*** Opening The records ***
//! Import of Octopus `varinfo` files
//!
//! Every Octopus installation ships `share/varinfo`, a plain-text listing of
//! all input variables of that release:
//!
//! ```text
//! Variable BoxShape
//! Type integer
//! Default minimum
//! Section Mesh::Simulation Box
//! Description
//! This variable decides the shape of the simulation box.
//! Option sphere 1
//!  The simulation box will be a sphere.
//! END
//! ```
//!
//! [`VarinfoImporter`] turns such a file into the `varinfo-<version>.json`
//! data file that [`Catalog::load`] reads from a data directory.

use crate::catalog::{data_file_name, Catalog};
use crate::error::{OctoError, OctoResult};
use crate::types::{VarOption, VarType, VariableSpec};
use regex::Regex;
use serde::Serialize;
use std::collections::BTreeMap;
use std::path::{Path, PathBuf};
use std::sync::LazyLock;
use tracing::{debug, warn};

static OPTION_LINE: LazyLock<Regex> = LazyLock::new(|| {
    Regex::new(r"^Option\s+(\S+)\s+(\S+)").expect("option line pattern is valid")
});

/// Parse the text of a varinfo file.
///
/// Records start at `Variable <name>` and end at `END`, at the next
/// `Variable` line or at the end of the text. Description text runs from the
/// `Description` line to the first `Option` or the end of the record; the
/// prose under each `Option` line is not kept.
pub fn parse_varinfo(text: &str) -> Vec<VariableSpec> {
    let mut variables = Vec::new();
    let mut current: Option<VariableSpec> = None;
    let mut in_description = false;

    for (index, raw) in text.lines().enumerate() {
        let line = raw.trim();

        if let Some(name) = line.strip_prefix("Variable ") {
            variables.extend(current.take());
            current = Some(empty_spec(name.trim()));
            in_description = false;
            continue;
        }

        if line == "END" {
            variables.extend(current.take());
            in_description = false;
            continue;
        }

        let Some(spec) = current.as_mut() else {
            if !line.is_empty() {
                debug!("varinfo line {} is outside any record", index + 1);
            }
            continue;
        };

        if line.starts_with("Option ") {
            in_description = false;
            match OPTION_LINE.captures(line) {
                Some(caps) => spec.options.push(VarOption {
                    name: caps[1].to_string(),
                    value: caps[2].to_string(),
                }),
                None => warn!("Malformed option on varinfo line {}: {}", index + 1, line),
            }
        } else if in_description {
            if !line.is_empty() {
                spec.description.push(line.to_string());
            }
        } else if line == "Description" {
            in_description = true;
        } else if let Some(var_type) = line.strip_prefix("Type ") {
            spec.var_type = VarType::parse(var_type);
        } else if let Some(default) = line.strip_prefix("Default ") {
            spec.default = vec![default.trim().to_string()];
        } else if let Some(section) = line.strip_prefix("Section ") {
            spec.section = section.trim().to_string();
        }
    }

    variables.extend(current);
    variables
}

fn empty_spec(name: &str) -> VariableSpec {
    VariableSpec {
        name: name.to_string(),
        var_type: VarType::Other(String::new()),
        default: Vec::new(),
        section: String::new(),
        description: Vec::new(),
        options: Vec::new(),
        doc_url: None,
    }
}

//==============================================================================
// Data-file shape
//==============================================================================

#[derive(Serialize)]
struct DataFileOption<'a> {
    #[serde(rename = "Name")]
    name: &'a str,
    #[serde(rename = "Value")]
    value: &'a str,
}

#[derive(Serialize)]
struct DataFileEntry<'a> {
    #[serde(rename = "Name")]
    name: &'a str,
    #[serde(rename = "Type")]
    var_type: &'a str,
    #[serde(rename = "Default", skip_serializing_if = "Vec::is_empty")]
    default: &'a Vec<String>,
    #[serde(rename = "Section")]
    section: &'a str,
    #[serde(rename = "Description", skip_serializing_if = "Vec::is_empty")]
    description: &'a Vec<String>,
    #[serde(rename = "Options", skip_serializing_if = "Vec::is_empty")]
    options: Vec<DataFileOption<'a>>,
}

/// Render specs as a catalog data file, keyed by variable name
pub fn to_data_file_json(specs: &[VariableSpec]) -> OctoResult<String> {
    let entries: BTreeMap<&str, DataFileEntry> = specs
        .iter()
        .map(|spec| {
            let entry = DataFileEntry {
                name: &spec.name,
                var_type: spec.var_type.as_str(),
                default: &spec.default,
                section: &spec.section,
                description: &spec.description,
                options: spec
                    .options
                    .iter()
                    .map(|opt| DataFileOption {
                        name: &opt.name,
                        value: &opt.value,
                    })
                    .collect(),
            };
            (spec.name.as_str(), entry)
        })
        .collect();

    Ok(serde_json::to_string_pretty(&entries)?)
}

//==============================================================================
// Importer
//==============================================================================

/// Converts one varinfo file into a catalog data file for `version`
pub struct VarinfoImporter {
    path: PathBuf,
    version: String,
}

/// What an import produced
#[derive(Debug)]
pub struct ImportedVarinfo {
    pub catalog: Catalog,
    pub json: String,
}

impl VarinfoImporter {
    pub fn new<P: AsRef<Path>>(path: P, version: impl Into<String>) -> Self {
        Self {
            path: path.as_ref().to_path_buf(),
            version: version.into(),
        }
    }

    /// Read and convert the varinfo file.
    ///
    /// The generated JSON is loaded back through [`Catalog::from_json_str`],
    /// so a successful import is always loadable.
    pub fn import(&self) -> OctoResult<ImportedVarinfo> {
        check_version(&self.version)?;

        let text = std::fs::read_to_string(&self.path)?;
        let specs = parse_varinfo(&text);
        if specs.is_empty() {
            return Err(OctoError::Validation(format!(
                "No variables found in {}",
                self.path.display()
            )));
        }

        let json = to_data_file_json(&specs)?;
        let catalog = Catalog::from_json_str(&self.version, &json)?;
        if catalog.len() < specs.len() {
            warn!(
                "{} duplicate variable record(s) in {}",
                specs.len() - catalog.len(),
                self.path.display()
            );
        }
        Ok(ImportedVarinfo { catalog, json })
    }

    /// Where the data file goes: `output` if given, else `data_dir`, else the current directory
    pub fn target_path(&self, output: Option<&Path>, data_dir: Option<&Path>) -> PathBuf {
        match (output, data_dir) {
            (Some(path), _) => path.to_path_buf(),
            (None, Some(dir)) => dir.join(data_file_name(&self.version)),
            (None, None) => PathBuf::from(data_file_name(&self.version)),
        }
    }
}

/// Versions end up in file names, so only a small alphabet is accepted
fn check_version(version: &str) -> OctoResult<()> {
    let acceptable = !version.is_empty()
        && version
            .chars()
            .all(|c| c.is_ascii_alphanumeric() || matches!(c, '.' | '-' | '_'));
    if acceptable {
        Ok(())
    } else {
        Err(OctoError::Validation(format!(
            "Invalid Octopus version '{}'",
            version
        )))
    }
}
*** Closing The records ***
*** Opening The records ***
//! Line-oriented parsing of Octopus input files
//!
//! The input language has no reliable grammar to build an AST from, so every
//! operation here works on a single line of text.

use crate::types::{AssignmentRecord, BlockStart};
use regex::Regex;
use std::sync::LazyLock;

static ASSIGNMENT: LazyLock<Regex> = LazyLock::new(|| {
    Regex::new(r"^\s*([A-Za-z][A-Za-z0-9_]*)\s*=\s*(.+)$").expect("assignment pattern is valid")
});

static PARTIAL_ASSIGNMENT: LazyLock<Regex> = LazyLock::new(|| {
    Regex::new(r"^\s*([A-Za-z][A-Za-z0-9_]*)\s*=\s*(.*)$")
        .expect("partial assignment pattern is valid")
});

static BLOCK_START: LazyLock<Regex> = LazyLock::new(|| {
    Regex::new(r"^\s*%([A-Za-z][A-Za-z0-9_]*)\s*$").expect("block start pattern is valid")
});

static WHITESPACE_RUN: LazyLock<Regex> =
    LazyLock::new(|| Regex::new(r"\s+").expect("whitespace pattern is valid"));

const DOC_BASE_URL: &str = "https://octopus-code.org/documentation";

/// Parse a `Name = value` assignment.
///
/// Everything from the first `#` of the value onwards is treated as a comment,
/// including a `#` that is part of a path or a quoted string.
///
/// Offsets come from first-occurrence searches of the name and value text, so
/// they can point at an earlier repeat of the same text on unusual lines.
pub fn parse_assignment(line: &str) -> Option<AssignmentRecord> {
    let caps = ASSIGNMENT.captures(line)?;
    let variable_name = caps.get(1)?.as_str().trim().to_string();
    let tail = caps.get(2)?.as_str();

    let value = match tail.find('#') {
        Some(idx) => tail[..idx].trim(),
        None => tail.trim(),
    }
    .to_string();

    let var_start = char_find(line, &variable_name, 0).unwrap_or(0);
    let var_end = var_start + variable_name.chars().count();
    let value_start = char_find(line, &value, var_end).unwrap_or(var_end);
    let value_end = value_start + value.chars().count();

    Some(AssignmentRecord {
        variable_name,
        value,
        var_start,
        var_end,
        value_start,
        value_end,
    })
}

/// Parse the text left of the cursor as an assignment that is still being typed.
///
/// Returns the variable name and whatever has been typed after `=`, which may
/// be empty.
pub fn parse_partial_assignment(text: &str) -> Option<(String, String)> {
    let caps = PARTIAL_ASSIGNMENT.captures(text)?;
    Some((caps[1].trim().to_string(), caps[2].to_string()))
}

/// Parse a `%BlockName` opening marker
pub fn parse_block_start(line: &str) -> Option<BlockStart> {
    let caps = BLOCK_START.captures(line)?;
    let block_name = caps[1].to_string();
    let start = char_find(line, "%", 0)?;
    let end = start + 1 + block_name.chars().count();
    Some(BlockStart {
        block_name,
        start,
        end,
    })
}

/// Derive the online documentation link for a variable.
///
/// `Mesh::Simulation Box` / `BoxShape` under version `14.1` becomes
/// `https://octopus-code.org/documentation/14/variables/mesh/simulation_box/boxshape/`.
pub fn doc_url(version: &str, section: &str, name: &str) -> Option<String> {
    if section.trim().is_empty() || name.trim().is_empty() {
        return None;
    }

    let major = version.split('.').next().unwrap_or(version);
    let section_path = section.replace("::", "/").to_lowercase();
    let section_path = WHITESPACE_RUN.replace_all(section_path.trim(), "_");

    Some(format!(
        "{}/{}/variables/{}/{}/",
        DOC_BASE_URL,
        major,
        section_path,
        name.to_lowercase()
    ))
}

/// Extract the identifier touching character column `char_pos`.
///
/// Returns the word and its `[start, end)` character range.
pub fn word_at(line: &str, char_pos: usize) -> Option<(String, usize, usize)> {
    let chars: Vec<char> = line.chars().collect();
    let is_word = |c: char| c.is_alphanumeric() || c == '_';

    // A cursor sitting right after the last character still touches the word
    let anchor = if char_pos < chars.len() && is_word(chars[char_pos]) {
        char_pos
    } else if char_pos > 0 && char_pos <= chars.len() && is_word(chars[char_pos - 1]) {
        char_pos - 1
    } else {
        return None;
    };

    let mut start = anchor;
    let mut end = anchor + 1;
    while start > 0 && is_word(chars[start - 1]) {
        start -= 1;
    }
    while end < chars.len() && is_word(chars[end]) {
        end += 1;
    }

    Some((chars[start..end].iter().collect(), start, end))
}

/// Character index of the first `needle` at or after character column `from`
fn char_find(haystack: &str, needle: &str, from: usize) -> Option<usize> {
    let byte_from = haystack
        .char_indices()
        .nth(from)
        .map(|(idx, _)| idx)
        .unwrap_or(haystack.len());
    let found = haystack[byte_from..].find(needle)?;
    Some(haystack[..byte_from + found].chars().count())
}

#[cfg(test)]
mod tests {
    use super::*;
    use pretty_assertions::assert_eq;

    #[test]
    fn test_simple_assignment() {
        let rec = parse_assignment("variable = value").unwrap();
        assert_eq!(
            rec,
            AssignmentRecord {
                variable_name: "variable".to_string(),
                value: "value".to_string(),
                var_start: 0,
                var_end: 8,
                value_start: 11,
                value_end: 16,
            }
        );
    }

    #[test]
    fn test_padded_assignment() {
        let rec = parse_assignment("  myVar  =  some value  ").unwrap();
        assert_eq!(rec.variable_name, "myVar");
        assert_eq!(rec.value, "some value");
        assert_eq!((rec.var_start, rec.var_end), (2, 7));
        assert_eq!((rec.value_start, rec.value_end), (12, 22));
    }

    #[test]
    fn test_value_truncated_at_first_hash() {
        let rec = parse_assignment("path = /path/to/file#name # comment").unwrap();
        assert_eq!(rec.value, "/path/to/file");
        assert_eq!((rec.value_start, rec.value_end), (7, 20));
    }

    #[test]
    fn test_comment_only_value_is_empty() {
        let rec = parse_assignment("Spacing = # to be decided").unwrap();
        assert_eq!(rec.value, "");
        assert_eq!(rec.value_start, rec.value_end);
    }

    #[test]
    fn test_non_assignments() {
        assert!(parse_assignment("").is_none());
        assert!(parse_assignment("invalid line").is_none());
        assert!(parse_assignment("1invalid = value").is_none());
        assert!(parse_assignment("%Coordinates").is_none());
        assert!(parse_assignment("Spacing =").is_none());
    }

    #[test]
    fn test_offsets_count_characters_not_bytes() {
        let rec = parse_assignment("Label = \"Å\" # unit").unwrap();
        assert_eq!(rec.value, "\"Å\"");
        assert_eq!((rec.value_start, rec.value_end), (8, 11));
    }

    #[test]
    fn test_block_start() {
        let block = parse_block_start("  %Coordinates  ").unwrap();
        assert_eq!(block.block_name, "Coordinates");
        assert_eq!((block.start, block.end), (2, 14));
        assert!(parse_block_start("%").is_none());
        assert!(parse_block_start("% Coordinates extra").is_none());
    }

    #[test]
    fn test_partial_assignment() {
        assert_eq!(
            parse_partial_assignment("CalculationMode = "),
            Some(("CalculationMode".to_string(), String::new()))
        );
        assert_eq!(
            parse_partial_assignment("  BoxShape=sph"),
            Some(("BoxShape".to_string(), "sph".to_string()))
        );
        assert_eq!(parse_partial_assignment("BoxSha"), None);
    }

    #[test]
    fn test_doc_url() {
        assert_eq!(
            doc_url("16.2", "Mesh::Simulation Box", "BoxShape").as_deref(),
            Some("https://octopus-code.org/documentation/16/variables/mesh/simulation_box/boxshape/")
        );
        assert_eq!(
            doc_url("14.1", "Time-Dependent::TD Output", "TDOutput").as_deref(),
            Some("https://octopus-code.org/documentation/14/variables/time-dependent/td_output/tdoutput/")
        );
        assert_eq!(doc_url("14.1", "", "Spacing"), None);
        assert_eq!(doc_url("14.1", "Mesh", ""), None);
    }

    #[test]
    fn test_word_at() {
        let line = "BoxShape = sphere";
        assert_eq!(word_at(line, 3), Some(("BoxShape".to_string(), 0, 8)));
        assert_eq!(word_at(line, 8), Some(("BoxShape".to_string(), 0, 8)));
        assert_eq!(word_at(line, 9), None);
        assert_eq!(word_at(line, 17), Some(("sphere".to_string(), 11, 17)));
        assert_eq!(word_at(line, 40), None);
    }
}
*** Closing The records ***
**Description of the task**
Across all the records, find the lines containing the word "anchor" and reproduce each one.

**Finished task**
    let anchor = if char_pos < chars.len() && is_word(chars[char_pos]) {
    let mut start = anchor;
    let mut end = anchor + 1;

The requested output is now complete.